» **EXERCISE**
Go through the data below and gather each line containing "yields".
____ PROVIDED INFORMATION
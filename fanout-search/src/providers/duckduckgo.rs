//! DuckDuckGo provider: HTML endpoint plus Instant Answer fallback.
//!
//! Uses the HTML-only version at `https://html.duckduckgo.com/html/`
//! which requires no JavaScript and no credentials. When that page yields
//! no organic results, the Instant Answer API is asked for an abstract and
//! related topics before the call is classified as empty.

use scraper::{Html, Selector};
use serde::Deserialize;
use url::Url;

use crate::config::DuckDuckGoSettings;
use crate::error::ProviderFailure;
use crate::provider::SearchProvider;
use crate::types::{is_web_url, ProviderName, SearchQuery, SearchResultItem, SearchResultSet};

use super::{clean_text, status_failure};

/// Longest title derived from an Instant Answer topic text.
const MAX_TOPIC_TITLE_CHARS: usize = 100;

/// DuckDuckGo client. Always configured: no credentials are needed.
#[derive(Debug, Clone)]
pub struct DuckDuckGoProvider {
    client: reqwest::Client,
    html_endpoint: String,
    instant_answer_endpoint: String,
    instant_answer_fallback: bool,
    safe_search: bool,
}

impl DuckDuckGoProvider {
    pub fn new(client: reqwest::Client, settings: &DuckDuckGoSettings) -> Self {
        Self {
            client,
            html_endpoint: settings.html_endpoint.clone(),
            instant_answer_endpoint: settings.instant_answer_endpoint.clone(),
            instant_answer_fallback: settings.instant_answer_fallback,
            safe_search: settings.safe_search,
        }
    }

    /// Extract the actual URL from DuckDuckGo's redirect wrapper.
    ///
    /// DDG wraps URLs like: `//duckduckgo.com/l/?uddg=https%3A%2F%2Fexample.com&rut=...`
    /// We parse out the `uddg` query parameter and URL-decode it.
    fn extract_url(href: &str) -> Option<String> {
        let full_href = if href.starts_with("//") {
            format!("https:{href}")
        } else {
            href.to_string()
        };

        let parsed = Url::parse(&full_href).ok()?;

        if parsed.host_str() == Some("duckduckgo.com") && parsed.path().starts_with("/l/") {
            parsed
                .query_pairs()
                .find(|(key, _)| key == "uddg")
                .map(|(_, value)| value.into_owned())
        } else {
            Some(full_href)
        }
    }

    async fn fetch_html(&self, query: &SearchQuery) -> Result<String, ProviderFailure> {
        let mut params = vec![("q", query.text()), ("kl", "us-en")];
        if self.safe_search {
            params.push(("kp", "1"));
        }

        let response = self
            .client
            .post(&self.html_endpoint)
            .form(&params)
            .header("Accept", "text/html,application/xhtml+xml")
            .send()
            .await
            .map_err(|e| ProviderFailure::from_reqwest(ProviderName::DuckDuckGo, e))?;

        let status = response.status();
        if !status.is_success() {
            return Err(status_failure(ProviderName::DuckDuckGo, status, None));
        }

        let html = response
            .text()
            .await
            .map_err(|e| ProviderFailure::from_reqwest(ProviderName::DuckDuckGo, e))?;

        tracing::trace!(bytes = html.len(), "DuckDuckGo HTML received");
        Ok(html)
    }

    /// Ask the Instant Answer API. Failures here only mean "nothing extra".
    async fn fetch_instant_answer(&self, query: &SearchQuery) -> Vec<SearchResultItem> {
        let request = self
            .client
            .get(&self.instant_answer_endpoint)
            .query(&[
                ("q", query.text()),
                ("format", "json"),
                ("no_redirect", "1"),
                ("no_html", "1"),
                ("skip_disambig", "1"),
            ])
            .send()
            .await
            .and_then(reqwest::Response::error_for_status);

        let response = match request {
            Ok(r) => r,
            Err(e) => {
                tracing::debug!(error = %e.without_url(), "DuckDuckGo instant answer request failed");
                return Vec::new();
            }
        };

        match response.text().await {
            Ok(body) => parse_instant_answer(&body, query.requested_count()),
            Err(e) => {
                tracing::debug!(error = %e.without_url(), "DuckDuckGo instant answer read failed");
                Vec::new()
            }
        }
    }
}

impl SearchProvider for DuckDuckGoProvider {
    async fn search(&self, query: &SearchQuery) -> Result<SearchResultSet, ProviderFailure> {
        tracing::trace!(query = query.text(), "DuckDuckGo search");

        let html = self.fetch_html(query).await?;
        let mut items = parse_duckduckgo_html(&html, query.requested_count())?;

        if items.is_empty() && self.instant_answer_fallback {
            tracing::debug!("DuckDuckGo HTML page had no results; trying instant answer");
            items = self.fetch_instant_answer(query).await;
        }

        SearchResultSet::from_items(ProviderName::DuckDuckGo, items, query.requested_count())
    }

    fn name(&self) -> ProviderName {
        ProviderName::DuckDuckGo
    }

    fn requires_credentials(&self) -> bool {
        false
    }

    fn credentials_present(&self) -> bool {
        false
    }
}

/// Parse DuckDuckGo HTML response into result items.
///
/// Extracted as a separate function for testability with mock HTML.
pub(crate) fn parse_duckduckgo_html(
    html: &str,
    max_results: usize,
) -> Result<Vec<SearchResultItem>, ProviderFailure> {
    let document = Html::parse_document(html);

    let selector = |css: &str| {
        Selector::parse(css).map_err(|e| {
            ProviderFailure::provider_error(
                ProviderName::DuckDuckGo,
                format!("invalid selector {css:?}: {e:?}"),
            )
        })
    };
    let result_sel = selector(
        ".result.results_links.results_links_deep:not(.result--ad), .web-result:not(.result--ad)",
    )?;
    let title_sel = selector(".result__a")?;
    let snippet_sel = selector(".result__snippet")?;

    let mut results = Vec::new();

    for element in document.select(&result_sel) {
        let Some(title_el) = element.select(&title_sel).next() else {
            continue;
        };

        let title = clean_text(&title_el.text().collect::<String>());
        if title.is_empty() {
            continue;
        }

        let Some(url) = title_el
            .value()
            .attr("href")
            .and_then(DuckDuckGoProvider::extract_url)
        else {
            continue;
        };

        // Internal links (settings, "more results") are not results.
        if !is_web_url(&url) || is_duckduckgo_host(&url) {
            continue;
        }

        // A page can list the same organic result twice (e.g. sitelinks).
        if results.iter().any(|r: &SearchResultItem| r.url == url) {
            continue;
        }

        let snippet = element
            .select(&snippet_sel)
            .next()
            .map(|el| clean_text(&el.text().collect::<String>()))
            .unwrap_or_default();

        results.push(SearchResultItem {
            title,
            url,
            snippet,
            source_provider: ProviderName::DuckDuckGo,
        });

        if results.len() >= max_results {
            break;
        }
    }

    tracing::debug!(count = results.len(), "DuckDuckGo results parsed");
    Ok(results)
}

fn is_duckduckgo_host(raw: &str) -> bool {
    Url::parse(raw)
        .ok()
        .and_then(|u| u.host_str().map(|h| h == "duckduckgo.com" || h.ends_with(".duckduckgo.com")))
        .unwrap_or(false)
}

#[derive(Debug, Deserialize)]
struct InstantAnswer {
    #[serde(rename = "Heading", default)]
    heading: String,
    #[serde(rename = "Abstract", default)]
    abstract_text: String,
    #[serde(rename = "AbstractURL", default)]
    abstract_url: String,
    #[serde(rename = "RelatedTopics", default)]
    related_topics: Vec<RelatedTopic>,
}

/// Either a topic (`Text` + `FirstURL`) or a named group of nested topics.
#[derive(Debug, Deserialize)]
struct RelatedTopic {
    #[serde(rename = "Text")]
    text: Option<String>,
    #[serde(rename = "FirstURL")]
    first_url: Option<String>,
    #[serde(rename = "Topics", default)]
    topics: Vec<RelatedTopic>,
}

/// Turn an Instant Answer payload into result items.
///
/// The abstract (when present) comes first, followed by related topics in
/// the order given, with topic groups flattened. Malformed JSON yields no
/// items.
fn parse_instant_answer(body: &str, max_results: usize) -> Vec<SearchResultItem> {
    let answer: InstantAnswer = match serde_json::from_str(body) {
        Ok(a) => a,
        Err(e) => {
            tracing::debug!(error = %e, "DuckDuckGo instant answer was not valid JSON");
            return Vec::new();
        }
    };

    let mut items = Vec::new();

    if !answer.abstract_text.trim().is_empty() && is_web_url(&answer.abstract_url) {
        let title = if answer.heading.trim().is_empty() {
            "DuckDuckGo Summary".to_owned()
        } else {
            clean_text(&answer.heading)
        };
        items.push(SearchResultItem {
            title,
            url: answer.abstract_url,
            snippet: clean_text(&answer.abstract_text),
            source_provider: ProviderName::DuckDuckGo,
        });
    }

    let mut stack: Vec<&RelatedTopic> = answer.related_topics.iter().rev().collect();
    while let Some(topic) = stack.pop() {
        if items.len() >= max_results {
            break;
        }
        if !topic.topics.is_empty() {
            stack.extend(topic.topics.iter().rev());
            continue;
        }
        let (Some(text), Some(url)) = (&topic.text, &topic.first_url) else {
            continue;
        };
        let text = clean_text(text);
        if text.is_empty() || !is_web_url(url) || items.iter().any(|i| &i.url == url) {
            continue;
        }
        items.push(SearchResultItem {
            title: truncate_chars(&text, MAX_TOPIC_TITLE_CHARS),
            url: url.clone(),
            snippet: text,
            source_provider: ProviderName::DuckDuckGo,
        });
    }

    items.truncate(max_results);
    items
}

fn truncate_chars(s: &str, max: usize) -> String {
    match s.char_indices().nth(max) {
        Some((idx, _)) => s[..idx].to_owned(),
        None => s.to_owned(),
    }
}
________
» **TASK RESULT**
//! which requires no JavaScript and no credentials. When that page yields
/// the order given, with topic groups flattened. Malformed JSON yields no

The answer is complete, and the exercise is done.